Genuine Curiosity

Author Dwayne Melancon is always on the lookout for new things to learn. An ecclectic collection of postings on personal productivity, travel, good books, gadgets, leadership & management, and many other things.

 

Bend It Like Drucker


"Management" means, in the last analysis, the substitution of thought for brawn and muscle, of knowledge for folklore and superstition, and of cooperation for force. . .


--Peter Drucker,
People and Performance


My February issue of the Harvard Business Review came in a couple of days ago, and I just finished reading a great article on "What Executives Should Remember." This article is a "best of" compilation of some phenomenal essays by the late Peter F. Drucker (1909-2005), perhaps the most influential business thinker in the last century.


These are the kinds of articles that keep me coming back to the HBR as a subscriber. If you don't subscribe, head down to the book store or news stand and pick up this issue even if this is the only article in there that you read.


Here an example of what I took away from this piece:


It's wrong to keep doing "the right things" after the old reasons no longer exist.


In the first essay of this compilation, "The Theory of Business," Drucker talks about how so many companies find a routine that works for them and then cling to that routine long after the world has moved on. It's the old story of "survival of the most adaptive," and he uses GM as an example (he wrote this article back in 1994, by the way).


There is a great discussion of how the "right thing" for success in business is dependent on the times you live in, and the conditions that impact you. This isn't about values, ethics, compassion, or any of that - it's about effective response to changing economic realities. Sure, some of those economic changes are driven by social change, but social responsibility alone isn't enough to drive business success. A cost model is an unfeeling bastard (my words, not his).


I love Drucker's closing thought in this piece: "[CEO's of stumbling organizations] accept that a theory's obsolescence is a degenerative and, indeed, life-threatening disease. And, they know and accept the surgeon's time-tested principle, the oldest principle of effective decision making: A degenerative disease will not be cured by procrastination. It requires decisive action." Whoa.


More nuggets of gold await you, o reader!

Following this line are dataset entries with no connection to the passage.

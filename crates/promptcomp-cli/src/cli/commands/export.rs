//! Export command handler.

use std::path::{Path, PathBuf};

use anyhow::{Context, Result};
use promptcomp_core::config::ExportConfig;
use promptcomp_core::export::{ComparisonExport, PromptComparison, PromptComparisonFile};

pub struct PromptExportArgs {
    pub params: PathBuf,
    pub left_response: PathBuf,
    pub right_response: PathBuf,
    pub template: Option<String>,
    pub out: Option<PathBuf>,
}

pub fn run(left: &Path, right: &Path, out: Option<PathBuf>, config: &ExportConfig) -> Result<()> {
    let left_content = std::fs::read_to_string(left)
        .with_context(|| format!("read left side from {}", left.display()))?;
    let right_content = std::fs::read_to_string(right)
        .with_context(|| format!("read right side from {}", right.display()))?;

    let comparison = ComparisonExport::new(
        left_content,
        right_content,
        config.preformatted_marker.as_str(),
    );
    let dir = out.unwrap_or_else(|| config.effective_output_dir());
    let path = comparison.write_to(&dir)?;
    println!("{}", path.display());
    Ok(())
}

pub fn run_prompts(args: &PromptExportArgs, config: &ExportConfig) -> Result<()> {
    let mut params = PromptComparisonFile::load(&args.params)?;
    if let Some(template) = &args.template {
        params.template_name = Some(template.clone());
    }
    let left_response = std::fs::read_to_string(&args.left_response).with_context(|| {
        format!("read left response from {}", args.left_response.display())
    })?;
    let right_response = std::fs::read_to_string(&args.right_response).with_context(|| {
        format!("read right response from {}", args.right_response.display())
    })?;

    let comparison = PromptComparison::new(params, left_response, right_response);
    let dir = args
        .out
        .clone()
        .unwrap_or_else(|| config.effective_output_dir());
    let path = comparison.write_to(&dir)?;
    println!("{}", path.display());
    Ok(())
}
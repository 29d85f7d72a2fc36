//! CLI entry and dispatch.

use std::path::PathBuf;

use anyhow::{Context, Result};
use clap::Parser;
use promptcomp_core::config::{self, Config};
use promptcomp_core::{TableDetection, logging};

mod commands;

#[derive(Parser)]
#[command(name = "promptcomp")]
#[command(version)]
#[command(about = "Render backend text responses as HTML")]
struct Cli {
    #[command(subcommand)]
    command: Commands,
}

/// Rendering switches shared by `format` and `classify`.
#[derive(clap::Args, Debug, Clone, Default)]
struct RenderArgs {
    /// Table heuristic (strict, loose); overrides the config file
    #[arg(long, value_name = "MODE")]
    table_detection: Option<TableDetection>,
}

#[derive(clap::Subcommand)]
enum Commands {
    /// Render a response as HTML
    Format {
        /// Input file (reads stdin when omitted)
        #[arg(value_name = "FILE")]
        input: Option<PathBuf>,

        #[command(flatten)]
        render: RenderArgs,

        /// Escape HTML special characters in the response
        #[arg(long)]
        escape_html: bool,

        /// Only convert line breaks and double spaces, no table/list detection
        #[arg(long, conflicts_with = "table_detection")]
        display: bool,
    },

    /// Print the detected shape (table, list, plain)
    Classify {
        /// Input file (reads stdin when omitted)
        #[arg(value_name = "FILE")]
        input: Option<PathBuf>,

        #[command(flatten)]
        render: RenderArgs,
    },

    /// Copy a response to the clipboard
    Copy {
        /// Input file (reads stdin when omitted)
        #[arg(value_name = "FILE")]
        input: Option<PathBuf>,
    },

    /// Write a markdown comparison of two responses
    Export {
        /// Left side (new version)
        #[arg(long, value_name = "FILE")]
        left: PathBuf,

        /// Right side (reference)
        #[arg(long, value_name = "FILE")]
        right: PathBuf,

        /// Output directory (default: export.output_dir from config, else cwd)
        #[arg(long, value_name = "DIR")]
        out: Option<PathBuf>,
    },

    /// Write a markdown comparison of two prompt setups and their responses
    ExportPrompts {
        /// TOML file with `template_name`, `[left]` and `[right]` prompt settings
        #[arg(long, value_name = "FILE")]
        params: PathBuf,

        /// Response produced by the left (previous) setup
        #[arg(long, value_name = "FILE")]
        left_response: PathBuf,

        /// Response produced by the right (current) setup
        #[arg(long, value_name = "FILE")]
        right_response: PathBuf,

        /// Template name; overrides `template_name` in the params file
        #[arg(long, value_name = "NAME")]
        template: Option<String>,

        /// Output directory (default: export.output_dir from config, else cwd)
        #[arg(long, value_name = "DIR")]
        out: Option<PathBuf>,
    },

    /// Manage configuration
    Config {
        #[command(subcommand)]
        command: ConfigCommands,
    },
}

#[derive(clap::Subcommand)]
enum ConfigCommands {
    /// Show the path to the config file
    Path,
    /// Initialize a default config file (if not present)
    Init,
}

pub fn run() -> Result<()> {
    let cli = Cli::parse();

    let config_path = config::paths::config_path();
    let config = Config::load_from(&config_path).context("load config")?;
    logging::init(&config.log);
    tracing::debug!(path = %config_path.display(), "config loaded");

    dispatch(cli, config)
}

fn dispatch(cli: Cli, mut config: Config) -> Result<()> {
    match cli.command {
        Commands::Format {
            input,
            render,
            escape_html,
            display,
        } => {
            if let Some(detection) = render.table_detection {
                config.format.table_detection = detection;
            }
            config.format.escape_html |= escape_html;
            commands::format::format(input.as_deref(), &config.format, display)
        }
        Commands::Classify { input, render } => {
            let detection = render
                .table_detection
                .unwrap_or(config.format.table_detection);
            commands::format::classify(input.as_deref(), detection)
        }
        Commands::Copy { input } => commands::copy::run(input.as_deref()),
        Commands::Export { left, right, out } => {
            commands::export::run(&left, &right, out, &config.export)
        }
        Commands::ExportPrompts {
            params,
            left_response,
            right_response,
            template,
            out,
        } => commands::export::run_prompts(
            &commands::export::PromptExportArgs {
                params,
                left_response,
                right_response,
                template,
                out,
            },
            &config.export,
        ),
        Commands::Config { command } => match command {
            ConfigCommands::Path => {
                commands::config::path();
                Ok(())
            }
            ConfigCommands::Init => commands::config::init(),
        },
    }
}
//! Heuristic HTML rendering for backend responses.
//!
//! This module provides:
//! - `format_response()`: classify a response and render it as a table, a
//!   list, or a plain block
//! - `format_for_display()`: line breaks and spaces only, no classification
//! - `classify()`: the shape decision on its own
//!
//! Table rendering failures fall back to the plain block. Output is not HTML
//! escaped unless `FormatOptions::escape_html` is set.

mod classify;
mod html;
mod list;
mod plain;
mod table;

use std::borrow::Cow;

use serde::{Deserialize, Serialize};

pub use classify::{
    ListItem, Shape, TableDetection, classify, classify_lines, is_list, is_list_item,
    is_loose_table, is_strict_table, parse_list_item,
};
pub use table::TableError;

/// Rendering switches.
#[derive(Debug, Clone, Copy, PartialEq, Eq, Default, Serialize, Deserialize)]
#[serde(default)]
pub struct FormatOptions {
    /// Which table heuristic decides the `Table` shape.
    pub table_detection: TableDetection,
    /// Escape `& < > " '` in response content before inserting markup.
    pub escape_html: bool,
}

/// Stateless formatter bound to a set of options.
#[derive(Debug, Clone, Copy, Default)]
pub struct ResponseFormatter {
    options: FormatOptions,
}

impl ResponseFormatter {
    pub fn new(options: FormatOptions) -> Self {
        Self { options }
    }

    pub fn options(&self) -> FormatOptions {
        self.options
    }

    pub fn classify(&self, raw: &str) -> Shape {
        classify(raw, self.options.table_detection)
    }

    pub fn format(&self, raw: &str) -> String {
        format_response(raw, &self.options)
    }
}

pub(crate) fn normalize_newlines(raw: &str) -> Cow<'_, str> {
    if raw.contains('\r') {
        Cow::Owned(raw.replace("\r\n", "\n"))
    } else {
        Cow::Borrowed(raw)
    }
}

/// Renders `raw` as HTML. Never fails; empty input yields an empty string.
pub fn format_response(raw: &str, options: &FormatOptions) -> String {
    if raw.is_empty() {
        return String::new();
    }

    let text = normalize_newlines(raw);
    let lines: Vec<&str> = text.split('\n').collect();
    let shape = classify_lines(&lines, options.table_detection);
    tracing::debug!(
        shape = %shape,
        lines = lines.len(),
        detection = ?options.table_detection,
        "formatting response"
    );

    match shape {
        Shape::Table => match table::render(&lines, options.escape_html) {
            Ok(markup) => markup,
            Err(err) => {
                tracing::debug!(error = %err, "table rendering failed, using plain text");
                plain::render(&text, options.escape_html)
            }
        },
        Shape::List => list::render(&lines, options.escape_html),
        Shape::Plain => plain::render(&text, options.escape_html),
    }
}

/// Converts newlines to `<br>` and double spaces to non-breaking pairs.
pub fn format_for_display(raw: &str) -> String {
    if raw.is_empty() {
        return String::new();
    }
    html::preserve_spaces(&normalize_newlines(raw)).replace('\n', html::LINE_BREAK)
}
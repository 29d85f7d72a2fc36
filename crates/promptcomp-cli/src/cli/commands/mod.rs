//! CLI command handlers.

pub mod config;
pub mod copy;
pub mod export;
pub mod format;

use std::io::Read;
use std::path::Path;

use anyhow::{Context, Result};

/// Reads the response text from `path`, or from stdin when no path is given.
pub fn read_input(path: Option<&Path>) -> Result<String> {
    match path {
        Some(path) => std::fs::read_to_string(path)
            .with_context(|| format!("read input from {}", path.display())),
        None => {
            let mut buf = String::new();
            std::io::stdin()
                .read_to_string(&mut buf)
                .context("read input from stdin")?;
            Ok(buf)
        }
    }
}
//! Config command handlers.

use anyhow::{Context, Result};
use promptcomp_core::config;

pub fn path() {
    println!("{}", config::paths::config_path().display());
}

pub fn init() -> Result<()> {
    let config_path = config::paths::config_path();
    config::Config::init(&config_path)
        .with_context(|| format!("init config at {}", config_path.display()))?;
    println!("Created config at {}", config_path.display());
    Ok(())
}
//! Itemized list rendering.
//!
//! Lines that start with a marker open a new item. Indented or otherwise
//! unmarked lines that follow are folded into the open item, so wrapped items
//! stay under one marker.

use super::classify::parse_list_item;
use super::html::{self, LINE_BREAK};

#[derive(Debug, Clone, PartialEq, Eq)]
struct ListRow {
    /// Empty for rows that appear before the first item.
    marker: String,
    lines: Vec<String>,
}

/// Accumulates rows while scanning the response.
#[derive(Debug, Default)]
struct ListBuilder {
    rows: Vec<ListRow>,
    current: Option<ListRow>,
}

impl ListBuilder {
    fn push_line(&mut self, line: &str) {
        if line.trim().is_empty() {
            return;
        }

        if let Some(item) = parse_list_item(line) {
            self.flush();
            self.current = Some(ListRow {
                marker: item.marker.to_string(),
                lines: vec![item.content.to_string()],
            });
        } else if let Some(current) = self.current.as_mut() {
            current.lines.push(line.trim_start().to_string());
        } else {
            self.rows.push(ListRow {
                marker: String::new(),
                lines: vec![line.to_string()],
            });
        }
    }

    fn flush(&mut self) {
        if let Some(row) = self.current.take() {
            self.rows.push(row);
        }
    }

    fn finish(mut self) -> Vec<ListRow> {
        self.flush();
        self.rows
    }
}

fn render_row(row: &ListRow, escape_html: bool) -> String {
    let content = row
        .lines
        .iter()
        .map(|line| html::cell(line, escape_html))
        .collect::<Vec<_>>()
        .join(LINE_BREAK);
    format!(
        "<tr><td class=\"list-marker\">{}</td><td class=\"list-content\">{content}</td></tr>",
        html::cell(&row.marker, escape_html)
    )
}

pub fn render(lines: &[&str], escape_html: bool) -> String {
    let mut builder = ListBuilder::default();
    for line in lines {
        builder.push_line(line);
    }

    let mut out = String::from("<table class=\"response-list\"><tbody>");
    for row in builder.finish() {
        out.push_str(&render_row(&row, escape_html));
    }
    out.push_str("</tbody></table>");
    out
}
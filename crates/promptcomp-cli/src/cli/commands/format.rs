//! Format and classify command handlers.

use std::path::Path;

use anyhow::Result;
use promptcomp_core::{FormatOptions, ResponseFormatter, TableDetection, format_for_display};

use super::read_input;

pub fn format(input: Option<&Path>, options: &FormatOptions, display: bool) -> Result<()> {
    let raw = read_input(input)?;
    let html = if display {
        format_for_display(&raw)
    } else {
        ResponseFormatter::new(*options).format(&raw)
    };
    println!("{html}");
    Ok(())
}

pub fn classify(input: Option<&Path>, detection: TableDetection) -> Result<()> {
    let raw = read_input(input)?;
    println!("{}", promptcomp_core::classify(&raw, detection));
    Ok(())
}
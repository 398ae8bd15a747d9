//! Scan scheduler
//!
//! Rate-limited, single-flight portfolio scan: fetch balances, ask the agent
//! to analyze yield opportunities, then ask it to execute the best strategy
//! under fixed allocation constraints.
//!
//! Idle → (interval elapsed?) → Running → Idle

use crate::agent::AgentInvoker;
use crate::balances::BalanceSource;
use crate::error::AgentError;
use crate::models::{BalanceSet, ExecutionOutcome};
use crate::Result;
use std::sync::Arc;
use std::time::Duration;
use tokio::sync::{watch, Mutex};
use tokio::task::JoinHandle;
use tokio::time::{Instant, MissedTickBehavior};
use tokio_util::sync::CancellationToken;
use tracing::{debug, error, info, warn};

pub const DEFAULT_SCAN_INTERVAL: Duration = Duration::from_secs(5 * 60);

/// Constraints handed to the agent with the execute instruction
#[derive(Debug, Clone, PartialEq)]
pub struct ScanPolicy {
    pub max_protocol_allocation_pct: u8,
    pub min_pool_liquidity_usd: u64,
    pub min_protocol_age_days: u32,
    pub page_size: u32,
}

impl Default for ScanPolicy {
    fn default() -> Self {
        Self {
            max_protocol_allocation_pct: 70,
            min_pool_liquidity_usd: 1000,
            min_protocol_age_days: 30,
            page_size: 100,
        }
    }
}

#[derive(Debug, Clone, Copy)]
pub struct ScanState {
    /// `None` until the first completed run
    pub last_run_at: Option<Instant>,
    pub min_interval: Duration,
}

impl ScanState {
    fn is_due(&self, now: Instant) -> bool {
        match self.last_run_at {
            None => true,
            Some(last) => now.saturating_duration_since(last) >= self.min_interval,
        }
    }

    fn record_run(&mut self, at: Instant) {
        self.last_run_at = Some(match self.last_run_at {
            Some(previous) => previous.max(at),
            None => at,
        });
    }
}

/// Why a trigger did not start a run
#[derive(Debug, Clone, Copy, PartialEq, Eq)]
pub enum SkipReason {
    NotConfigured,
    InFlight,
    NotDue,
}
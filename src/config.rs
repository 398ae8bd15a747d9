//! Environment-driven configuration
//!
//! Values come from the process environment after `.env` is loaded. Parsing
//! goes through a lookup closure so tests never touch the real environment.

use crate::error::AgentError;
use crate::provider::{Provider, ProviderSettings};
use crate::retry::RetryPolicy;
use crate::scheduler::DEFAULT_SCAN_INTERVAL;
use crate::Result;
use std::str::FromStr;
use std::time::Duration;

pub const DEFAULT_PORT: u16 = 8080;
pub const DEFAULT_CHAIN_ID: &str = "43114";
pub const DEFAULT_SCAN_TICK: Duration = Duration::from_secs(60);
pub const DEFAULT_AGENT_WS_URL: &str = "ws://127.0.0.1:8080/ws";

#[derive(Debug, Clone)]
pub struct GlacierConfig {
    pub api_key: Option<String>,
    pub base_url: Option<String>,
    pub chain_id: String,
}

#[derive(Debug, Clone)]
pub struct ScanConfig {
    /// Both the scheduler and the balance lookup are disabled without it.
    pub wallet_address: Option<String>,
    pub min_interval: Duration,
    pub tick: Duration,
}

#[derive(Debug, Clone)]
pub struct AppConfig {
    pub provider: ProviderSettings,
    pub retry: RetryPolicy,
    pub port: u16,
    pub database_url: Option<String>,
    pub glacier: GlacierConfig,
    pub scan: ScanConfig,
}

impl AppConfig {
    /// Load `.env` and read the process environment.
    pub fn from_env() -> Result<Self> {
        dotenv::dotenv().ok();
        Self::from_lookup(|key| std::env::var(key).ok())
    }

    pub fn from_lookup<F>(lookup: F) -> Result<Self>
    where
        F: Fn(&str) -> Option<String>,
    {
        let get = |key: &str| lookup(key).filter(|v| !v.trim().is_empty());

        let provider = match get("AI_PROVIDER") {
            Some(tag) => Provider::from_str(&tag)?,
            None => Provider::Primary,
        };

        let credential = get("AI_API_KEY")
            .or_else(|| get(provider_key_var(provider)))
            .ok_or_else(|| {
                AgentError::Config(format!(
                    "No API key for provider {} (set AI_API_KEY or {})",
                    provider,
                    provider_key_var(provider)
                ))
            })?;

        let mut settings = ProviderSettings::new(provider, credential)
            .with_private_mode(parse_flag(get("ENABLE_PRIVATE_COMPUTE").as_deref()));
        if let Some(base_url) = get("AI_BASE_URL") {
            settings = settings.with_base_url(base_url);
        }
        if let Some(model) = get("AI_MODEL") {
            settings = settings.with_model(model);
        }

        let defaults = RetryPolicy::default();
        let max_elapsed = match get("RETRY_MAX_ELAPSED_MS") {
            Some(raw) => match parse::<u64>("RETRY_MAX_ELAPSED_MS", &raw)? {
                0 => None,
                ms => Some(Duration::from_millis(ms)),
            },
            None => defaults.max_elapsed,
        };
        let retry = RetryPolicy::new(
            parse_or(&get, "RETRY_MAX_ATTEMPTS", defaults.max_attempts)?,
            millis_or(&get, "RETRY_INITIAL_DELAY_MS", defaults.initial_delay)?,
            parse_or(&get, "RETRY_MULTIPLIER", defaults.backoff_multiplier)?,
            defaults.on_failure_message.clone(),
        )
        .with_max_delay(millis_or(&get, "RETRY_MAX_DELAY_MS", defaults.max_delay)?)
        .with_max_elapsed(max_elapsed);

        if !(retry.backoff_multiplier.is_finite() && retry.backoff_multiplier >= 1.0) {
            return Err(AgentError::Config(format!(
                "RETRY_MULTIPLIER must be >= 1.0, got {}",
                retry.backoff_multiplier
            )));
        }

        let port = match get("PORT").or_else(|| get("API_PORT")) {
            Some(raw) => parse::<u16>("PORT", &raw)?,
            None => DEFAULT_PORT,
        };

        let glacier = GlacierConfig {
            api_key: get("GLACIER_API_KEY"),
            base_url: get("GLACIER_BASE_URL"),
            chain_id: get("CHAIN_ID").unwrap_or_else(|| DEFAULT_CHAIN_ID.to_string()),
        };

        let scan = ScanConfig {
            wallet_address: get("WALLET_ADDRESS"),
            min_interval: secs_or(&get, "SCAN_INTERVAL_SECS", DEFAULT_SCAN_INTERVAL)?,
            tick: secs_or(&get, "SCAN_TICK_SECS", DEFAULT_SCAN_TICK)?,
        };
        if scan.tick.is_zero() {
            return Err(AgentError::Config("SCAN_TICK_SECS must be positive".into()));
        }

        Ok(Self {
            provider: settings,
            retry,
            port,
            database_url: get("DATABASE_URL").or_else(|| get("POSTGRES_URL")),
            glacier,
            scan,
        })
    }
}

/// WebSocket URL for the terminal chat client
pub fn agent_ws_url() -> String {
    std::env::var("AGENT_WS_URL")
        .ok()
        .filter(|v| !v.trim().is_empty())
        .unwrap_or_else(|| DEFAULT_AGENT_WS_URL.to_string())
}

fn provider_key_var(provider: Provider) -> &'static str {
    match provider {
        Provider::Primary => "OPENAI_API_KEY",
        Provider::ConfidentialCapable => "ATOMA_API_KEY",
        Provider::Secondary => "GEMINI_API_KEY",
    }
}

fn parse_flag(raw: Option<&str>) -> bool {
    matches!(
        raw.map(|v| v.trim().to_ascii_lowercase()).as_deref(),
        Some("1" | "true" | "yes" | "on")
    )
}

fn parse<T: FromStr>(key: &str, raw: &str) -> Result<T>
where
    T::Err: std::fmt::Display,
{
    raw.trim()
        .parse()
        .map_err(|e| AgentError::Config(format!("Invalid {}={:?}: {}", key, raw, e)))
}

fn parse_or<T, G>(get: &G, key: &str, default: T) -> Result<T>
where
    T: FromStr,
    T::Err: std::fmt::Display,
    G: Fn(&str) -> Option<String>,
{
    match get(key) {
        Some(raw) => parse(key, &raw),
        None => Ok(default),
    }
}

fn millis_or<G>(get: &G, key: &str, default: Duration) -> Result<Duration>
where
    G: Fn(&str) -> Option<String>,
{
    match get(key) {
        Some(raw) => parse::<u64>(key, &raw).map(Duration::from_millis),
        None => Ok(default),
    }
}

fn secs_or<G>(get: &G, key: &str, default: Duration) -> Result<Duration>
where
    G: Fn(&str) -> Option<String>,
{
    match get(key) {
        Some(raw) => parse::<u64>(key, &raw).map(Duration::from_secs),
        None => Ok(default),
    }
}
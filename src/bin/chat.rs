use portfolio_agent::{
    config::agent_ws_url,
    session::{SessionChannel, SessionConfig, WebSocketTransport},
    ConnectionStatus, Sender,
};
use std::sync::Arc;
use std::time::Duration;
use tokio::io::{AsyncBufReadExt, BufReader};
use tracing::info;
use tracing_subscriber::EnvFilter;

const CONNECT_TIMEOUT: Duration = Duration::from_secs(10);

#[tokio::main]
async fn main() -> Result<(), Box<dyn std::error::Error>> {
    dotenv::dotenv().ok();

    tracing_subscriber::fmt()
        .with_env_filter(EnvFilter::try_from_default_env().unwrap_or_else(|_| EnvFilter::new("warn")))
        .with_writer(std::io::stderr)
        .init();

    let mut config = SessionConfig::default().with_connect_timeout(CONNECT_TIMEOUT);
    if let Some(session_id) = std::env::args().nth(1) {
        config.session_id = session_id;
    }

    let mut url = agent_ws_url();
    url.push_str(if url.contains('?') { "&" } else { "?" });
    url.push_str(&format!("session_id={}", config.session_id));

    info!(%url, "Opening chat session");
    let channel = SessionChannel::open(Arc::new(WebSocketTransport), url, config);

    let mut state = channel.subscribe();
    let connected = state
        .wait_for(|s| s.connection_status != ConnectionStatus::Connecting)
        .await
        .map(|s| s.is_open())
        .unwrap_or(false);
    if !connected {
        eprintln!("Could not connect to the agent");
        return Ok(());
    }
    println!("Connected as session {}. Type /quit to leave.", channel.session_id());

    // Printer: shows every agent turn as it lands in the transcript
    let mut printer_state = channel.subscribe();
    let printer = tokio::spawn(async move {
        let mut printed = 0;
        while printer_state.changed().await.is_ok() {
            let snapshot = printer_state.borrow_and_update().clone();
            for message in snapshot.transcript.iter().skip(printed) {
                if message.sender == Sender::Agent {
                    println!("agent> {}", message.text);
                }
            }
            printed = snapshot.transcript.len();
            if snapshot.connection_status == ConnectionStatus::Closed {
                println!("Session closed.");
                break;
            }
        }
    });

    let mut lines = BufReader::new(tokio::io::stdin()).lines();
    loop {
        tokio::select! {
            line = lines.next_line() => {
                let Some(line) = line? else { break };
                let line = line.trim();
                if line == "/quit" {
                    break;
                }
                if line.is_empty() {
                    continue;
                }
                if channel.is_agent_thinking() {
                    println!("(agent is still thinking)");
                }
                channel.send_message(line).await;
            }
            _ = channel.closed() => break,
        }
    }

    channel.close().await;
    let _ = printer.await;
    Ok(())
}
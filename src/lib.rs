//! Portfolio Agent
//!
//! Interaction and resilience layer of an autonomous DeFi portfolio agent:
//! - Retries flaky calls with exponential backoff
//! - Routes completions to one configured AI provider
//! - Runs rate-limited, single-flight portfolio scans
//! - Keeps a client-side chat session with the agent over a WebSocket
//!
//! SCAN LOOP:
//! TICK → DUE? → BALANCES → ANALYZE → EXECUTE → RECORD

pub mod agent;
pub mod api;
pub mod balances;
pub mod config;
pub mod error;
pub mod models;
pub mod persistence;
pub mod provider;
pub mod retry;
pub mod scheduler;
pub mod session;

pub use error::Result;

// Re-export common types
pub use models::*;
pub use provider::{CompletionService, Provider, ProviderSettings};
pub use retry::RetryPolicy;
pub use scheduler::ScanScheduler;
pub use session::{SessionChannel, SessionConfig};
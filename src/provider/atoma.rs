//! Atoma backend (confidential-capable provider)
//!
//! The same OpenAI-compatible chat shape is posted either to the standard
//! route or to the confidential compute route, depending on private mode.

use super::openai::{ChatRequest, ChatResponse};
use super::{empty_completion, send_json, CompletionBackend, ProviderSettings};
use crate::Result;
use async_trait::async_trait;
use reqwest::Client;
use tracing::info;

pub const DEFAULT_BASE_URL: &str = "https://api.atoma.network";
pub const DEFAULT_MODEL: &str = "meta-llama/Llama-3.3-70B-Instruct";
const STANDARD_PATH: &str = "/v1/chat/completions";
const CONFIDENTIAL_PATH: &str = "/v1/confidential/chat/completions";

pub struct AtomaBackend {
    client: Client,
    bearer_auth: String,
    base_url: String,
    model: String,
    private_mode: bool,
}

impl AtomaBackend {
    pub fn new(client: Client, settings: &ProviderSettings) -> Self {
        Self {
            client,
            bearer_auth: settings.credential.clone(),
            base_url: settings.base_url_or(DEFAULT_BASE_URL),
            model: settings.model_or(DEFAULT_MODEL),
            private_mode: settings.private_mode_enabled,
        }
    }

    pub fn is_confidential(&self) -> bool {
        self.private_mode
    }
}

#[async_trait]
impl CompletionBackend for AtomaBackend {
    fn name(&self) -> &'static str {
        "atoma"
    }

    fn endpoint(&self) -> String {
        let path = if self.private_mode {
            CONFIDENTIAL_PATH
        } else {
            STANDARD_PATH
        };
        format!("{}{}", self.base_url, path)
    }

    async fn complete(&self, prompt: &str, system_prompt: Option<&str>) -> Result<String> {
        let request = ChatRequest::new(&self.model, prompt, system_prompt);

        info!(
            model = %self.model,
            confidential = self.private_mode,
            "Calling Atoma chat completions"
        );

        let response: ChatResponse = send_json(
            self.name(),
            self.client
                .post(self.endpoint())
                .bearer_auth(&self.bearer_auth)
                .json(&request),
        )
        .await?;

        response
            .into_text()
            .ok_or_else(|| empty_completion(self.name()))
    }
}

#[cfg(test)]
mod tests {
    use super::*;
    use crate::provider::Provider;

    #[test]
    fn test_endpoint_follows_private_mode() {
        let settings = ProviderSettings::new(Provider::ConfidentialCapable, "k")
            .with_base_url("http://atoma.local/");

        let standard = AtomaBackend::new(Client::new(), &settings);
        assert!(!standard.is_confidential());
        assert_eq!(standard.endpoint(), "http://atoma.local/v1/chat/completions");

        let private = AtomaBackend::new(Client::new(), &settings.with_private_mode(true));
        assert_eq!(
            private.endpoint(),
            "http://atoma.local/v1/confidential/chat/completions"
        );
    }
}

The other essays are excellent, as well.



  • In 1963's "Managing for Business Effectiveness," he tells us how to "organize the job of managing for economic effectiveness and how to do it with both direction and results." This is masterfully done through his treatment of the three questions: "What is a managers job?," What is the major problem?," and "What is the principle?"
  • In "What Business Can Learn from Nonprofits," from 1989, when he talks about how nonprofits have a stronger sense of mission, a higher sense of responsibility, and better focus on the long term than their for-profit peers. His theory is that a big reason for this is that the nonprofit board is more committed and active. Indeed, in many cases, the board members are some of the largest financial contributors to the organization, and have often spent their own time volunteering to support the cause. Very thought-provoking.
  • In "The New Society of Organizations," 1992, you'll find a disconcerting discussion about how modern organizations are a destabilizing influence (as opposed to society, community, and family which are all "conserving institutions" that try to maintain stability by preventing or slowing change). Again, this essay is even more interesting in light of the recent public challenges of Ford, GM, et al.
  • And the fun continues through "The Information Executives Truly Need," "Managing Oneself," "They're Not Employees, They're People," and "What Makes an Executive Effective" (the last line says it all: Listen first, speak last.)

I really only began to appreciate the wisdom of Peter Drucker about 3 years ago. When he died in November, I was sad to hear the news. But the ideas of this special man live on in his writing - pick up a copy of HBR and see for yourself.